I've been asked to take a picture of my church (the people, not the building we meet in). They're renting a lift I can use to get adequate height to fit all ~250 people into the frame, but I'm kind of puzzled on what settings to use to ensure the sharpest posible image.
I'll be shooting with a Canon Digital Rebel T5/1200D with the wonderful EF-S 17-55mm f/2.8 lens. I've rented the lens once before and was astounded by its sharp images--definitely L-grade glass, even captured by the cheapest Canon DSLR.
The print will be small, probably no larger than a 17"x11", so I'm not worried about my Canon 1200D's 18MP resolution not being up to the task.
Given the size of the courtyard and previous years' examples, I'm assuming people will be standing in a group between 25 and 40 feet deep. I haven't been able to drag out a ladder and frame the scene, so I'm not sure what focal length I'll be using, but suspect it to be around 25-30mm to fit the sides of the crowd in.

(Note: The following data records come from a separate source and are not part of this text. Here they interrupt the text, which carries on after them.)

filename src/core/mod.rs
pub mod services;
//! Fee-defaulter selection and simulated SMS delivery over the student roster.

pub mod dispatch;
pub mod templates;

pub use dispatch::{
    BulkDispatcher, DeliveryStatus, DispatchLog, DispatchProgress, DispatchReport, SimulatedGateway,
    SmsGateway,
};
pub use templates::{builtin_templates, render_message, MessageTemplate};

use serde::{Deserialize, Serialize};

use crate::domain::Student;

/// Roster filter; `None` on a field means every value.
#[derive(Debug, Clone, Default, Serialize, Deserialize, PartialEq, Eq)]
pub struct DefaulterFilter {
    pub campus: Option<String>,
    pub program: Option<String>,
    pub semester: Option<String>,
}

impl DefaulterFilter {
    pub fn matches(&self, student: &Student) -> bool {
        field_matches(&self.campus, &student.campus)
            && field_matches(&self.program, &student.program)
            && field_matches(&self.semester, &student.semester)
    }
}

fn field_matches(wanted: &Option<String>, actual: &str) -> bool {
    wanted.as_deref().map_or(true, |value| value == actual)
}

/// Students with an outstanding balance that match `filter`, in roster order.
pub fn defaulters<'a>(students: &'a [Student], filter: &DefaulterFilter) -> Vec<&'a Student> {
    students
        .iter()
        .filter(|student| student.balance > 0.0 && filter.matches(student))
        .collect()
}

#[cfg(test)]
mod tests {
    use super::*;

    fn roster() -> Vec<Student> {
        vec![
            Student::new("A-1", "Ali", 1500.0).enrolled("Main", "MBBS", "1"),
            Student::new("A-2", "Sara", 0.0).enrolled("Main", "MBBS", "1"),
            Student::new("A-3", "Hina", 200.0).enrolled("City", "BDS", "2"),
            Student::new("A-4", "Omar", -50.0).enrolled("City", "BDS", "2"),
        ]
    }

    #[test]
    fn only_positive_balances_are_defaulters() {
        let students = roster();
        let found = defaulters(&students, &DefaulterFilter::default());
        let ids: Vec<_> = found.iter().map(|s| s.admission_no.as_str()).collect();
        assert_eq!(ids, vec!["A-1", "A-3"]);
    }

    #[test]
    fn filter_narrows_by_campus_and_program() {
        let students = roster();
        let filter = DefaulterFilter {
            campus: Some("City".into()),
            program: Some("BDS".into()),
            semester: None,
        };
        let found = defaulters(&students, &filter);
        assert_eq!(found.len(), 1);
        assert_eq!(found[0].name, "Hina");
    }
}
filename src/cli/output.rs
use colored::Colorize;
use std::fmt;

/// Message categories used by the CLI output helpers.
#[derive(Clone, Copy, PartialEq, Eq)]
pub enum MessageKind {
    Info,
    Success,
    Warning,
    Error,
    Section,
}

fn build_label(kind: MessageKind) -> (&'static str, &'static str) {
    match kind {
        MessageKind::Info => ("INFO", "[i]"),
        MessageKind::Success => ("SUCCESS", "[ok]"),
        MessageKind::Warning => ("WARNING", "[!]"),
        MessageKind::Error => ("ERROR", "[x]"),
        MessageKind::Section => ("", ""),
    }
}

fn apply_style(kind: MessageKind, message: impl fmt::Display) -> String {
    let text = message.to_string();
    let formatted = match kind {
        MessageKind::Section => format!("=== {} ===", text.trim()),
        _ => {
            let (label, icon) = build_label(kind);
            format!("{label}: {icon} {text}")
        }
    };

    match kind {
        MessageKind::Success => formatted.bright_green().to_string(),
        MessageKind::Warning => formatted.bright_yellow().to_string(),
        MessageKind::Error => formatted.bright_red().to_string(),
        MessageKind::Section => formatted.bold().to_string(),
        MessageKind::Info => formatted,
    }
}

pub fn print(kind: MessageKind, message: impl fmt::Display) {
    let formatted = apply_style(kind, message);
    match kind {
        MessageKind::Error => eprintln!("{}", formatted),
        MessageKind::Section => println!("\n{}", formatted),
        _ => println!("{}", formatted),
    }
}

pub fn info(message: impl fmt::Display) {
    print(MessageKind::Info, message);
}

pub fn success(message: impl fmt::Display) {
    print(MessageKind::Success, message);
}

pub fn warning(message: impl fmt::Display) {
    print(MessageKind::Warning, message);
}

pub fn error(message: impl fmt::Display) {
    print(MessageKind::Error, message);
}

pub fn section(title: impl fmt::Display) {
    print(MessageKind::Section, title);
}

#[cfg(test)]
mod tests {
    use super::*;

    #[test]
    fn labels_plain_messages() {
        colored::control::set_override(false);
        assert_eq!(apply_style(MessageKind::Warning, "careful"), "WARNING: [!] careful");
        assert_eq!(apply_style(MessageKind::Section, " Defaulters "), "=== Defaulters ===");
    }
}
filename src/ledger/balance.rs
use crate::domain::{DateRange, RecognitionBasis, Transaction};

/// Computes signed account balances straight from the posted vouchers.
///
/// Every call re-scans the borrowed transaction slice; nothing is cached, so
/// the result only depends on the arguments and the slice contents.
#[derive(Debug, Clone, Copy)]
pub struct LedgerBalanceEngine<'a> {
    transactions: &'a [Transaction],
}

impl<'a> LedgerBalanceEngine<'a> {
    pub fn new(transactions: &'a [Transaction]) -> Self {
        Self { transactions }
    }

    /// Posted transactions inside `range` that `basis` admits, in source order.
    pub fn eligible(
        &self,
        range: DateRange,
        basis: RecognitionBasis,
    ) -> impl Iterator<Item = &'a Transaction> + 'a {
        self.transactions
            .iter()
            .filter(move |txn| txn.is_posted() && range.contains(txn.date) && basis.admits(txn))
    }

    /// Net debit (positive) or credit (negative) exposure of `code` over `range`.
    pub fn balance_of(&self, code: &str, range: DateRange, basis: RecognitionBasis) -> f64 {
        let balance = self
            .eligible(range, basis)
            .fold(0.0, |sum, txn| sum + txn.effect_on(code));
        tracing::trace!(account = code, ?basis, balance, "computed balance");
        balance
    }
}
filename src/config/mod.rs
use chrono::NaiveDate;
use serde::{Deserialize, Serialize};
use std::{
    fs,
    path::{Path, PathBuf},
    time::Duration,
};

use crate::{
    currency::{CurrencyCode, LocaleConfig},
    domain::period::default_inception,
    errors::LedgerError,
    utils::{app_data_dir, config_file_in, write_atomic},
};

const DEFAULT_DISPATCH_DELAY_MS: u64 = 300;

#[derive(Debug, Clone, Serialize, Deserialize, PartialEq)]
#[serde(default)]
pub struct SmsConfig {
    /// Pause between consecutive sends in a bulk run.
    pub dispatch_delay_ms: u64,
}

impl Default for SmsConfig {
    fn default() -> Self {
        Self {
            dispatch_delay_ms: DEFAULT_DISPATCH_DELAY_MS,
        }
    }
}

impl SmsConfig {
    pub fn dispatch_delay(&self) -> Duration {
        Duration::from_millis(self.dispatch_delay_ms)
    }
}

#[derive(Debug, Clone, Serialize, Deserialize, PartialEq)]
#[serde(default)]
pub struct ReportConfig {
    pub institute_name: String,
    pub locale: LocaleConfig,
    pub currency: CurrencyCode,
    /// First day of the cumulative history used by the trial balance and balance sheet.
    pub inception_date: NaiveDate,
    pub sms: SmsConfig,
}

impl Default for ReportConfig {
    fn default() -> Self {
        Self {
            institute_name: "Institute of Medical Sciences".into(),
            locale: LocaleConfig::default(),
            currency: CurrencyCode::default(),
            inception_date: default_inception(),
            sms: SmsConfig::default(),
        }
    }
}

pub struct ConfigManager {
    path: PathBuf,
}

impl ConfigManager {
    /// Resolves the managed location; the directory is only created on save.
    pub fn new() -> Self {
        Self::with_base_dir(app_data_dir())
    }

    pub fn with_base_dir(base: PathBuf) -> Self {
        Self {
            path: config_file_in(&base),
        }
    }

    /// Uses an explicit file instead of the managed location.
    pub fn at_path(path: impl Into<PathBuf>) -> Self {
        Self { path: path.into() }
    }

    pub fn load(&self) -> Result<ReportConfig, LedgerError> {
        if !self.path.exists() {
            tracing::debug!(path = %self.path.display(), "no config file, using defaults");
            return Ok(ReportConfig::default());
        }
        let data = fs::read_to_string(&self.path)?;
        serde_json::from_str(&data).map_err(|err| {
            LedgerError::Config(format!("{}: {}", self.path.display(), err))
        })
    }

    pub fn save(&self, config: &ReportConfig) -> Result<(), LedgerError> {
        let json = serde_json::to_string_pretty(config)?;
        write_atomic(&self.path, &json)?;
        tracing::info!(path = %self.path.display(), "configuration saved");
        Ok(())
    }

    pub fn path(&self) -> &Path {
        &self.path
    }
}

impl Default for ConfigManager {
    fn default() -> Self {
        Self::new()
    }
}

#[cfg(test)]
mod tests {
    use super::*;
    use tempfile::TempDir;

    #[test]
    fn missing_file_yields_defaults() {
        let temp = TempDir::new().unwrap();
        let manager = ConfigManager::with_base_dir(temp.path().to_path_buf());
        let config = manager.load().unwrap();
        assert_eq!(config, ReportConfig::default());
        assert_eq!(config.sms.dispatch_delay(), Duration::from_millis(300));
    }

    #[test]
    fn save_then_load_preserves_settings() {
        let temp = TempDir::new().unwrap();
        let manager = ConfigManager::with_base_dir(temp.path().to_path_buf());
        let mut config = ReportConfig::default();
        config.institute_name = "Ghazali Institute".into();
        config.sms.dispatch_delay_ms = 0;
        manager.save(&config).unwrap();
        assert_eq!(manager.load().unwrap(), config);
    }

    #[test]
    fn loading_leaves_missing_directory_alone() {
        let temp = TempDir::new().unwrap();
        let base = temp.path().join("fresh");
        let manager = ConfigManager::with_base_dir(base.clone());
        assert_eq!(manager.load().unwrap(), ReportConfig::default());
        assert!(!base.exists());

        manager.save(&ReportConfig::default()).unwrap();
        assert!(manager.path().exists());
    }

    #[test]
    fn partial_file_fills_missing_fields() {
        let temp = TempDir::new().unwrap();
        let path = temp.path().join("custom.json");
        fs::write(&path, r#"{"inception_date":"2015-07-01"}"#).unwrap();
        let config = ConfigManager::at_path(&path).load().unwrap();
        assert_eq!(config.inception_date, NaiveDate::from_ymd_opt(2015, 7, 1).unwrap());
        assert_eq!(config.currency, CurrencyCode::default());
    }

    #[test]
    fn malformed_file_reports_config_error() {
        let temp = TempDir::new().unwrap();
        let path = temp.path().join("broken.json");
        fs::write(&path, "{not json").unwrap();
        let err = ConfigManager::at_path(&path).load().expect_err("broken config");
        assert!(matches!(err, LedgerError::Config(_)));
    }
}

I'm having trouble deciding, using the depth-of-field calculator, whether I need to use f/11 or can get away with f/8 (or even f/5.6!?) to keep everyone's faces reasonably focused, but work around the diffraction caused by 18MP squeezed onto an APS-C sensor. It seems that this is the only feasible option and that focus stacking a crowd would be nearly impossible.
Does anyone have experience with shots like these? Do I try my best to calculate it ahead of time, then do some quick variations the morning of and take the best result? Is getting as far away from the front of the group as possible and using the longest-possible focal length the easiest approach?